Monday, September 10, 2007

WSBK: Haga And Bayliss Dominate In Deutschland

The German meeting of the World Superbike championship started off with Superpole cancelled in favour of a standard 12-lap qualifying session due to a biblical downpour drenching the Lausitzring.
In the wet qualifying, Troy Bayliss managed to stall his Xerox Ducati at the end of the pitlane, forcing his mechanics to sprint full tilt down the entire pitlane with the starter engine. However, just as they arrived, the Pedercini Ducati team nipped out of their nearby pit garage and started up Bayliss's bike for them. It was a great example of the friendly competition in WSBK, and I'm sure the Xerox boys enjoyed the exercise! The rest of the qualifying session involved virtually everybody falling off on the slippy track. Yukio Kagayama ruled himself out again after breaking a bone again, while Karl Muggeridge dislocated a shoulder, which luckily popped itself back in. Kawasaki's Fonsi Nieto took pole and Regis Laconi 2nd by putting in decent laps when the other riders were busy chucking their bikes down the street.

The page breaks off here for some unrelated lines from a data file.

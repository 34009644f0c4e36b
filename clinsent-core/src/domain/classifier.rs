//! Rule-based sentence boundary classifier
//!
//! One left-to-right pass over the tokens, carrying a single pending signal:
//!
//! - a sentence-final punctuation token opens a *pending period*; the next
//!   content token starts a sentence, unless the period is followed by a
//!   digit (decimals, numbered items), which keeps the signal pending;
//! - a bare newline opens a *pending newline*; the next content token starts
//!   a sentence only if its shape looks capitalised;
//! - punctuation and newlines seen while a signal is pending are transparent;
//! - excluded tokens are invisible to the scan when `ignore_excluded` is set.

use super::boundary::BoundaryFlag;
use super::sentences::{sentence_spans, Segmentation};
use super::token::LexicalToken;
use crate::config::{defaults, Config};
use std::collections::HashSet;

/// Signal waiting for the next content token
#[derive(Debug, Clone, Copy, PartialEq, Eq)]
enum Pending {
    Idle,
    Period,
    Newline,
}

/// Sentence boundary classifier
///
/// Immutable after construction and safe to share between threads; all scan
/// state lives on the stack of each [`classify`](Self::classify) call.
#[derive(Debug, Clone)]
pub struct SentenceClassifier {
    punct_chars: HashSet<String>,
    capitalized_shapes: HashSet<String>,
    ignore_excluded: bool,
    check_capitalized: bool,
}

impl Default for SentenceClassifier {
    fn default() -> Self {
        Self::new(&Config::default())
    }
}

impl SentenceClassifier {
    /// Create a classifier from a configuration
    pub fn new(config: &Config) -> Self {
        Self {
            punct_chars: config.punct_chars.iter().cloned().collect(),
            capitalized_shapes: config.capitalized_shapes.iter().cloned().collect(),
            ignore_excluded: config.ignore_excluded,
            check_capitalized: config.check_capitalized,
        }
    }

    /// Decide, for every token, whether it starts a sentence
    ///
    /// The first examined token is always [`BoundaryFlag::Start`]. Excluded
    /// tokens skipped under `ignore_excluded` stay [`BoundaryFlag::Unset`];
    /// every other token resolves to `Start` or `Continue`.
    pub fn classify<T: LexicalToken>(&self, tokens: &[T]) -> Vec<BoundaryFlag> {
        let mut flags = vec![BoundaryFlag::Unset; tokens.len()];
        let mut pending = Pending::Idle;
        let mut seen_first = false;

        for (i, token) in tokens.iter().enumerate() {
            if self.ignore_excluded && token.is_excluded() {
                continue;
            }

            flags[i] = if seen_first {
                BoundaryFlag::Continue
            } else {
                seen_first = true;
                BoundaryFlag::Start
            };

            let is_punct_char = self.punct_chars.contains(token.text());
            let is_newline = token.is_space() && token.text() == defaults::NEWLINE;

            match pending {
                Pending::Period if token.is_digit() => {}
                Pending::Period | Pending::Newline
                    if is_punct_char || is_newline || token.is_punct() => {}
                Pending::Period => {
                    flags[i] = BoundaryFlag::Start;
                    pending = Pending::Idle;
                }
                Pending::Newline => {
                    let restart = !self.check_capitalized
                        || self.capitalized_shapes.contains(token.shape());
                    flags[i] = BoundaryFlag::from(restart);
                    pending = Pending::Idle;
                }
                Pending::Idle if is_punct_char => pending = Pending::Period,
                Pending::Idle if is_newline => pending = Pending::Newline,
                Pending::Idle => {}
            }
        }

        tracing::trace!(
            tokens = tokens.len(),
            starts = flags.iter().filter(|f| f.is_start()).count(),
            "classified document"
        );

        flags
    }

    /// Classify and group the tokens into sentence spans
    pub fn segment<T: LexicalToken>(&self, tokens: &[T]) -> Segmentation {
        let flags = self.classify(tokens);
        let spans = sentence_spans(&flags);
        Segmentation { flags, spans }
    }
}
//! Rule-based sentence boundary detection over pre-tokenized documents
//!
//! Generic sentence splitters stumble on clinical and administrative text:
//! numbered items, decimals after a period, line breaks in the middle of a
//! sentence, and header/footer boilerplate interleaved with prose. This crate
//! decides, token by token, whether a token starts a new sentence, combining
//! three signals in a single linear scan:
//!
//! - sentence-final punctuation (configurable set of token texts),
//! - bare newline tokens, gated on the shape of the following word,
//! - an `excluded` tag set by an upstream annotation pass.
//!
//! Tokenization is not part of this crate: callers supply tokens through the
//! [`LexicalToken`] trait, or build [`Token`] records whose lexical
//! attributes are derived from their text.
//!
//! # Example
//!
//! ```rust
//! use clinsent_core::{BoundaryFlag, Config, SentenceClassifier, Token};
//!
//! let config = Config::builder().build().unwrap();
//! let classifier = SentenceClassifier::new(&config);
//!
//! let tokens = Token::from_texts(["Score", "3", ".", "\n", "patient", "stable", "\n", "Suite"]);
//! let flags = classifier.classify(&tokens);
//!
//! assert_eq!(flags[0], BoundaryFlag::Start);
//! assert_eq!(flags[4], BoundaryFlag::Start); // content after a period
//! assert_eq!(flags[5], BoundaryFlag::Continue);
//! assert_eq!(flags[7], BoundaryFlag::Start); // capitalised word after a newline
//! ```

pub mod batch;
pub mod config;
pub mod domain;
pub mod error;

pub use config::{Config, ConfigBuilder, ConfigWarning};
pub use domain::{
    sentence_spans, word_shape, BoundaryFlag, Document, LexicalToken, Segmentation,
    SentenceClassifier, SentenceSpan, Token,
};
pub use error::{Error, Result};
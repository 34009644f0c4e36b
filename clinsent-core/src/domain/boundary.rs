//! Per-token sentence boundary flags

use serde::{Deserialize, Serialize};

/// Whether a token starts a sentence
#[derive(Debug, Clone, Copy, PartialEq, Eq, Hash, Default, Serialize, Deserialize)]
#[serde(rename_all = "lowercase")]
pub enum BoundaryFlag {
    /// Token begins a new sentence
    Start,
    /// Token continues the current sentence
    Continue,
    /// Token was never examined (skipped excluded token)
    #[default]
    Unset,
}

impl BoundaryFlag {
    /// True only for [`BoundaryFlag::Start`]; unset tokens never start a sentence
    #[inline]
    pub fn is_start(self) -> bool {
        matches!(self, BoundaryFlag::Start)
    }

    /// Tri-state view: `Some(true)` start, `Some(false)` continue, `None` unset
    pub fn as_option(self) -> Option<bool> {
        match self {
            BoundaryFlag::Start => Some(true),
            BoundaryFlag::Continue => Some(false),
            BoundaryFlag::Unset => None,
        }
    }
}

impl From<bool> for BoundaryFlag {
    fn from(starts: bool) -> Self {
        if starts {
            BoundaryFlag::Start
        } else {
            BoundaryFlag::Continue
        }
    }
}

In Race 1, there was the usual hectic Lausitzring start as the field funnelled into the swooping downhill chicane to start the lap. Max Biaggi made an outstanding start from the 2nd row to enter the corner 2nd behind Bayliss. The Italian was lucky to be in the race at all, as he stalled his Suzuki on the grid and had to be rescued by his mechanics bringing the starter engine so he could take part in the formation lap. Troy Corser somehow hung onto a near-highside and swerved wildly across the track, somehow missing everybody but baulking a few of them.
Nori Haga managed to battle through to 2nd on his Yamaha and take off after Bayliss, but the Aussie was disappearing into the distance. However, there had been hardly any dry practise, so nobody really knew whether their tyres would last. Bayliss fell foul of this when his tyre went off and he dropped back into Haga's clutches. The little samurai battled past Bayliss to take the victory, which he dedicated to a Japanese friend who died in a bike testing crash recently.
Biaggi and Corser were battling for 3rd place when Bayliss started slowing, and the Ducati rider could do nothing to hold them off. Max took 2nd place complaining of a minor gearshift problem, while Corser had to settle for 3rd as he couldn't match the straight-line speed and late braking of Biaggi's Suzuki. Bayliss finished 4th.
Ruben Xaus had been pushing hard, slamming Nieto out of his way with a brutal move. The crazy Catalan was right behind Biaggi when he did the usual and fell off. After excavating the bike from the soggy grass, Xaus restarted and took 12th.
Championship leader James Toseland had a nightmare with a badly vibrating tyre. He was even overtaken by the erratic Michel Fabrizio, who soon proceeded to fall off the bike. The young Italian remounted but couldn't restart, so he childishly smashed the screen and dropped the bike on the ground, just missing a marshal's feet. Toseland finished in a miserable 9th.

Race 2 started in much the same way, with Bayliss taking an early lead and Max Biaggi making another lightning start from row 2. Again, Bayliss took the Ducati to a lead of around 2 seconds, and again Nori Haga reeled him in. Bayliss had a big moment when the bike slewed sideways under braking and he just managed to get round the corner with the bike stood up and his foot on the ground, while Haga sneaked past. However, this time Bayliss could stay right with Haga's Yamaha, thanks to a harder tyre. After following in 2nd place for a while, Bayliss shoved past Haga and took off again to take the victory. This was the Aussie's 40th win in 120 starts, which even I can work out as an incredible 1 in 3 record.
Max Biaggi took a lonely 3rd place, not too bad for somebody who had never seen the track before and had extremely limited set-up time. The Italian controlled the gap back to Toseland and Corser and stayed in front, despite complaining of more gearshift problems. The Englishman managed to hold off the Aussie to keep 4th place. Corser was much faster in some areas of the track, but just couldn't squeeze past and had to settle for 5th. Behind him, Ruben Xaus managed to stay on the bike to finish 6th.

The racing in Germany wasn't brilliant by WSBK standards, largely due to the lack of dry set-up time resulting in big differences in lap times. Bayliss showed his typical never say die spirit to take his 40th win, while Haga managed to slash Toseland's points lead from 66 to 41 points. The Englishman won't be panicking, but another weekend like that could see Haga and Biaggi breathing right down his neck in the title race.


Anonymous said...

so what is going to happen to Zemke?

He is third in the points...

thank for you blog, its great.

Jimmy said...

I don't know about Zemke, I'm sure somebody in the AMA will give him a ride.